● **Stored records**
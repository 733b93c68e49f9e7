//! Scalar vector operations
//!
//! All functions are hot-path helpers for exhaustive search and embedding
//! post-processing. They validate dimensions and rely on iterator fusion for
//! auto-vectorization.

use crate::{EngineError, Result};

/// Computes the Euclidean (L2) distance between two vectors.
///
/// The L2 distance is the straight-line distance between two points in
/// Euclidean space, calculated as: sqrt(sum((a\[i\] - b\[i\])^2))
///
/// # Arguments
///
/// * `a` - First vector
/// * `b` - Second vector
///
/// # Returns
///
/// Returns the non-negative Euclidean distance.
///
/// # Errors
///
/// Returns `EngineError::DimensionMismatch` if the vectors have different
/// dimensions.
///
/// # Examples
///
/// ```
/// use platelens_core::vector::ops::l2_distance;
///
/// let a = vec![0.0, 0.0];
/// let b = vec![3.0, 4.0];
/// let distance = l2_distance(&a, &b).unwrap();
/// assert!((distance - 5.0).abs() < 1e-6);
/// ```
#[inline]
pub fn l2_distance(a: &[f32], b: &[f32]) -> Result<f32> {
    if a.len() != b.len() {
        return Err(EngineError::DimensionMismatch {
            expected: a.len(),
            actual: b.len(),
        });
    }

    let squared_sum: f32 = a
        .iter()
        .zip(b.iter())
        .map(|(x, y)| {
            let diff = x - y;
            diff * diff
        })
        .sum();

    Ok(squared_sum.sqrt())
}

/// Computes the dot product of two vectors.
///
/// # Arguments
///
/// * `a` - First vector
/// * `b` - Second vector
///
/// # Errors
///
/// Returns `EngineError::DimensionMismatch` if the vectors have different
/// dimensions.
///
/// # Examples
///
/// ```
/// use platelens_core::vector::ops::dot_product;
///
/// let a = vec![1.0, 2.0, 3.0];
/// let b = vec![4.0, 5.0, 6.0];
/// let product = dot_product(&a, &b).unwrap();
/// assert!((product - 32.0).abs() < 1e-6);
/// ```
#[inline]
pub fn dot_product(a: &[f32], b: &[f32]) -> Result<f32> {
    if a.len() != b.len() {
        return Err(EngineError::DimensionMismatch {
            expected: a.len(),
            actual: b.len(),
        });
    }

    Ok(a.iter().zip(b.iter()).map(|(x, y)| x * y).sum())
}

/// Computes the L2 norm (magnitude) of a vector.
#[inline]
pub fn magnitude(v: &[f32]) -> f32 {
    v.iter().map(|x| x * x).sum::<f32>().sqrt()
}

/// Normalizes a vector in place to unit length.
///
/// Zero vectors are left untouched; there is no meaningful direction to
/// preserve.
///
/// # Examples
///
/// ```
/// use platelens_core::vector::ops::{magnitude, normalize};
///
/// let mut v = vec![3.0, 4.0];
/// normalize(&mut v);
/// assert!((magnitude(&v) - 1.0).abs() < 1e-6);
/// ```
#[inline]
pub fn normalize(v: &mut [f32]) {
    let norm = magnitude(v);
    if norm > 0.0 {
        for x in v.iter_mut() {
            *x /= norm;
        }
    }
}

/// Compares two vectors element-wise within an epsilon.
///
/// Returns `false` when dimensions differ.
#[inline]
pub fn approx_equal(a: &[f32], b: &[f32], epsilon: f32) -> bool {
    a.len() == b.len()
        && a.iter()
            .zip(b.iter())
            .all(|(x, y)| (x - y).abs() <= epsilon)
}

#[cfg(test)]
mod tests {
    use super::*;

    const EPSILON: f32 = 1e-6;

    #[test]
    fn test_l2_distance_basic() {
        let a = vec![0.0, 0.0];
        let b = vec![3.0, 4.0];
        assert!((l2_distance(&a, &b).unwrap() - 5.0).abs() < EPSILON);
    }

    #[test]
    fn test_l2_distance_identical() {
        let a = vec![1.5, -2.0, 0.25];
        assert!(l2_distance(&a, &a).unwrap() < EPSILON);
    }

    #[test]
    fn test_l2_distance_symmetric() {
        let a = vec![1.0, 2.0, 3.0];
        let b = vec![-1.0, 0.5, 2.0];
        let ab = l2_distance(&a, &b).unwrap();
        let ba = l2_distance(&b, &a).unwrap();
        assert!((ab - ba).abs() < EPSILON);
    }

    #[test]
    fn test_l2_distance_dimension_mismatch() {
        let a = vec![1.0, 2.0];
        let b = vec![1.0, 2.0, 3.0];
        assert!(matches!(
            l2_distance(&a, &b),
            Err(EngineError::DimensionMismatch { .. })
        ));
    }

    #[test]
    fn test_dot_product() {
        let a = vec![1.0, 2.0, 3.0];
        let b = vec![4.0, 5.0, 6.0];
        assert!((dot_product(&a, &b).unwrap() - 32.0).abs() < EPSILON);
    }

    #[test]
    fn test_dot_product_orthogonal() {
        let a = vec![1.0, 0.0];
        let b = vec![0.0, 1.0];
        assert!(dot_product(&a, &b).unwrap().abs() < EPSILON);
    }

    #[test]
    fn test_normalize() {
        let mut v = vec![3.0, 4.0];
        normalize(&mut v);
        assert!((magnitude(&v) - 1.0).abs() < EPSILON);
        assert!((v[0] - 0.6).abs() < EPSILON);
        assert!((v[1] - 0.8).abs() < EPSILON);
    }

    #[test]
    fn test_normalize_zero_vector() {
        let mut v = vec![0.0, 0.0, 0.0];
        normalize(&mut v);
        assert_eq!(v, vec![0.0, 0.0, 0.0]);
    }

    #[test]
    fn test_normalize_typical_embedding_sizes() {
        for size in [384, 512, 768] {
            let mut v: Vec<f32> = (0..size).map(|i| (i as f32) - (size as f32) / 2.0).collect();
            normalize(&mut v);
            assert!(
                (magnitude(&v) - 1.0).abs() < 1e-4,
                "size {}: norm {}",
                size,
                magnitude(&v)
            );
        }
    }

    #[test]
    fn test_approx_equal() {
        let a = vec![1.0, 2.0];
        let b = vec![1.0 + 1e-7, 2.0 - 1e-7];
        assert!(approx_equal(&a, &b, 1e-6));
        assert!(!approx_equal(&a, &b, 1e-8));
        assert!(!approx_equal(&a, &[1.0], 1e-6));
    }
}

● **Task brief**
Find the lines in the records that contain the word "Result", then copy every one of them.

● **Solved exercise**
use crate::{EngineError, Result};
pub fn l2_distance(a: &[f32], b: &[f32]) -> Result<f32> {
pub fn dot_product(a: &[f32], b: &[f32]) -> Result<f32> {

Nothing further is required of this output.